Un abri de fortune
Je ne crains personne. Ce sont les groupes qui m’effraient. Le bonhomme de base y devient fanatique, pour un ballon, un bout de papier, un drapeau, une icône, un salaire. En haut de la montagne, les travaux recommencent. Je grimpe d’un bon pas sur le dos de la colline constater les dégâts. Les os de la terre craquent sous mes pieds. Une débusqueuse énorme arrache la barbe des sapins, écorce les érables, écrasent les bouleaux, ne laissant sur le sol qu’une paillasse de pauvre hérissée de cailloux. Une main de métal éventre le sous-sol. Les trous dans le feuillage font les gros yeux et les fourmis s’affolent. L’essence contamine la fraîcheur des sources. L’odeur du cash a remplacé le goût d’aimer. La soif du pouvoir étouffe les raisons d’être. Les élus n’écoutent pas la voix des citoyens. Faudra-t-il s’enchaîner aux monstres mécaniques, couper le courant, s’immoler par le feu, affronter la police avec une flûte à bec, faire bramer l’orignal, réveiller l’ours et rameuter les loups ?
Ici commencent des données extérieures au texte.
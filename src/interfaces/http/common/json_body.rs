//! JSON body extractor for Axum
//!
//! `JsonBody<T>` works like `axum::Json<T>`, but a body that cannot be read
//! or deserialized is rejected with the API's `{message}` error shape and a
//! 400 status.

use axum::extract::rejection::JsonRejection;
use axum::extract::FromRequest;
use axum::http::StatusCode;
use axum::response::{IntoResponse, Response};
use axum::Json;
use serde::de::DeserializeOwned;

use super::ErrorBody;

pub struct JsonBody<T>(pub T);

/// Rejection for `JsonBody` extraction failures.
pub struct JsonBodyRejection(JsonRejection);

impl IntoResponse for JsonBodyRejection {
    fn into_response(self) -> Response {
        let body = ErrorBody::new(format!("Invalid JSON: {}", self.0.body_text()));
        (StatusCode::BAD_REQUEST, Json(body)).into_response()
    }
}

impl<S, T> FromRequest<S> for JsonBody<T>
where
    T: DeserializeOwned,
    S: Send + Sync,
{
    type Rejection = JsonBodyRejection;

    async fn from_request(
        req: axum::extract::Request,
        state: &S,
    ) -> Result<Self, Self::Rejection> {
        let Json(value) = Json::<T>::from_request(req, state)
            .await
            .map_err(JsonBodyRejection)?;
        Ok(JsonBody(value))
    }
}

// ── Tests ──────────────────────────────────────────────────────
Il faut croire à ce que crée la vie, non à ce que l’homme en fait. J’écris à voix haute en traversant le bois. Je passe une audition à l’oreille des bêtes. Il y a toujours un vieux suisse bougon pour redresser mes phrases, un hibou railleur qui se moque de moi, un raton laveur qui finasse sous ses lunettes fumées, une corneille un peu sourde qui me fait répéter, la longue queue d’un renard qui paraphe le tout mais laisse des poils roux sur le costume des poèmes. La naissance d’une fleur, la construction d’un nid, l’éclosion d’un œuf, le miracle du miel me consolent des banques. Il faut refaire ami avec la terre, l’écouter chanter, remplacer la promesse par son accomplissement, qu’on vive ensemble sans se faire mal. Il arrive que les mots soulèvent la poussière. Les phrases se mêlent au vent, les paroles à la pluie, les pages blanches à la neige. Il ne faut pas craindre la mort. Ce n’est qu’une âme quittant son abri de fortune. L’eau rêve entre les rives. La terre nous regarde avec les yeux de l’air.